Zyphra AI has released ZAYA1-8B, a small Mix of Experts (MoE) language model with 760 million active parameters and 8.4 billion total parameters. This model has been exhaustively trained on AMD hardware, outperforms open-weight models several orders of magnitude in mathematics and cryptographic benchmarks, and is now available under the Apache 2.0 license on Hugging Face and as a serverless endpoint on Zyphra Cloud.
With fewer than a billion active parameters, ZAYA1-8B scores competitively with first-generation frontier inference models such as DeepSeek-R1-0528, Gemini-2.5-Pro, and Claude 4.5 Sonnet on challenging mathematical inference tasks. Thanks to a new test-time calculation methodology called Markovian RSA, it outperforms Claude 4.5 Sonnet and GPT-5-High on HMMT’25 (89.6 vs. 88.3) and comes close to frontier open-weight models like DeepSeek-V3.2 in the math benchmarks.
What is the expert mixture model and why is the number of active parameters important?
The distinction between “active” and “global” parameters is of great importance. In the standard dense model, each parameter is activated for each input symbol. In the expert mixture model, only a subset of network parameters-the “experts”-are activated at inference time. ZAYA1-8B has 8.4 billion total parameters but only 760 million active per forward pass. This dramatically reduces inference computation and memory bandwidth requirements while retaining the representational capacity of a much larger model.
The ZAYA1-8B can be deployed on-device for local LLM applications, run efficiently in compute tools at test time, and serve requests with lower latency compared to dense models with similar benchmark performance.

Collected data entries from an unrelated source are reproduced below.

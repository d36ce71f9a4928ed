//! Store-agnostic description of a list query.

use crate::error::AppError;
use crate::schema::cast_filter_value;
use serde_json::{Map, Value};
use std::cmp::Ordering;

/// Raw query-string pairs in request order. Repeated keys are kept.
#[derive(Clone, Debug, Default, PartialEq, Eq)]
pub struct RequestQuery(Vec<(String, String)>);

impl RequestQuery {
    pub fn new(pairs: Vec<(String, String)>) -> Self {
        RequestQuery(pairs)
    }

    pub fn pairs(&self) -> &[(String, String)] {
        &self.0
    }

    /// First value given for `key`.
    pub fn get(&self, key: &str) -> Option<&str> {
        self.0.iter().find(|(k, _)| k == key).map(|(_, v)| v.as_str())
    }
}

impl<K: Into<String>, V: Into<String>> FromIterator<(K, V)> for RequestQuery {
    fn from_iter<I: IntoIterator<Item = (K, V)>>(iter: I) -> Self {
        RequestQuery(iter.into_iter().map(|(k, v)| (k.into(), v.into())).collect())
    }
}

#[derive(Clone, Copy, Debug, PartialEq, Eq)]
pub enum Comparison {
    Eq,
    Gt,
    Gte,
    Lt,
    Lte,
}

impl Comparison {
    /// Bracket operator of a `field[op]` key.
    pub fn from_operator(op: &str) -> Option<Self> {
        match op {
            "gt" => Some(Comparison::Gt),
            "gte" => Some(Comparison::Gte),
            "lt" => Some(Comparison::Lt),
            "lte" => Some(Comparison::Lte),
            _ => None,
        }
    }

    /// Whether `stored.cmp(wanted)` satisfies this comparison.
    pub fn accepts(self, ord: Ordering) -> bool {
        match self {
            Comparison::Eq => ord == Ordering::Equal,
            Comparison::Gt => ord == Ordering::Greater,
            Comparison::Gte => ord != Ordering::Less,
            Comparison::Lt => ord == Ordering::Less,
            Comparison::Lte => ord != Ordering::Greater,
        }
    }

    pub fn sql_operator(self) -> &'static str {
        match self {
            Comparison::Eq => "=",
            Comparison::Gt => ">",
            Comparison::Gte => ">=",
            Comparison::Lt => "<",
            Comparison::Lte => "<=",
        }
    }
}

#[derive(Clone, Debug, PartialEq, Eq)]
pub enum Condition {
    Compare(Comparison, String),
    /// Repeated plain key: equal to any of the values.
    AnyOf(Vec<String>),
}

/// One filter term. Values are raw; the store casts them by field kind.
#[derive(Clone, Debug, PartialEq, Eq)]
pub struct Predicate {
    pub field: String,
    pub condition: Condition,
}

impl Predicate {
    /// Cast the raw values by the field's kind. `AnyOf` becomes an equality with several values.
    pub fn cast(&self) -> Result<TypedPredicate, AppError> {
        let cast = |raw: &String| cast_filter_value(&self.field, raw).map_err(AppError::BadRequest);
        let (comparison, values) = match &self.condition {
            Condition::Compare(cmp, raw) => (*cmp, vec![cast(raw)?]),
            Condition::AnyOf(raws) => (Comparison::Eq, raws.iter().map(cast).collect::<Result<_, _>>()?),
        };
        Ok(TypedPredicate {
            field: self.field.clone(),
            comparison,
            values,
        })
    }
}

/// A predicate with values ready to compare against stored documents.
/// Several values mean "any of".
#[derive(Clone, Debug, PartialEq)]
pub struct TypedPredicate {
    pub field: String,
    pub comparison: Comparison,
    pub values: Vec<Value>,
}

#[derive(Clone, Copy, Debug, PartialEq, Eq)]
pub enum Direction {
    Asc,
    Desc,
}

#[derive(Clone, Debug, PartialEq, Eq)]
pub struct SortKey {
    pub field: String,
    pub direction: Direction,
}

impl SortKey {
    pub fn asc(field: impl Into<String>) -> Self {
        SortKey {
            field: field.into(),
            direction: Direction::Asc,
        }
    }

    pub fn desc(field: impl Into<String>) -> Self {
        SortKey {
            field: field.into(),
            direction: Direction::Desc,
        }
    }
}

/// Requested field selection, before schema-hidden fields are accounted for.
#[derive(Clone, Debug, PartialEq, Eq)]
pub enum Projection {
    Include(Vec<String>),
    Exclude(Vec<String>),
}

impl Default for Projection {
    fn default() -> Self {
        Projection::Exclude(Vec::new())
    }
}

impl Projection {
    /// Add the schema's `hidden` fields to exclusions and `id` to inclusions.
    pub fn resolve(&self, hidden: &[&str]) -> ResolvedProjection {
        match self {
            Projection::Include(fields) => {
                let mut fields = fields.clone();
                if !fields.iter().any(|f| f == crate::schema::book::ID_FIELD) {
                    fields.insert(0, crate::schema::book::ID_FIELD.to_string());
                }
                ResolvedProjection::Include(fields)
            }
            Projection::Exclude(fields) => {
                let mut fields = fields.clone();
                for h in hidden {
                    if !fields.iter().any(|f| f == h) {
                        fields.push(h.to_string());
                    }
                }
                ResolvedProjection::Exclude(fields)
            }
        }
    }
}

/// Final key selection applied to stored documents.
#[derive(Clone, Debug, PartialEq, Eq)]
pub enum ResolvedProjection {
    Include(Vec<String>),
    Exclude(Vec<String>),
}

impl ResolvedProjection {
    pub fn apply(&self, doc: &Map<String, Value>) -> Map<String, Value> {
        match self {
            ResolvedProjection::Include(fields) => doc
                .iter()
                .filter(|(k, _)| fields.iter().any(|f| f == *k))
                .map(|(k, v)| (k.clone(), v.clone()))
                .collect(),
            ResolvedProjection::Exclude(fields) => doc
                .iter()
                .filter(|(k, _)| !fields.iter().any(|f| f == *k))
                .map(|(k, v)| (k.clone(), v.clone()))
                .collect(),
        }
    }
}

/// Output of the query pipeline.
#[derive(Clone, Debug, Default, PartialEq, Eq)]
pub struct QuerySpec {
    pub filter: Vec<Predicate>,
    pub sort: Vec<SortKey>,
    pub projection: Projection,
    pub skip: u64,
    /// `None` means unbounded.
    pub limit: Option<u64>,
}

Architecture: Ministry of Education++ and three major innovations
The ZAYA1-8B is built on Zyphra’s MoE++ architecture, which offers… Three specific changes Based on the standard designs of the Ministry of Education. Together these elements form the intelligence efficiency base of ZAYA1-8B which represents the design goal of Zyphra frameworks as maximizing the intelligence extracted per parameter and per FLOP.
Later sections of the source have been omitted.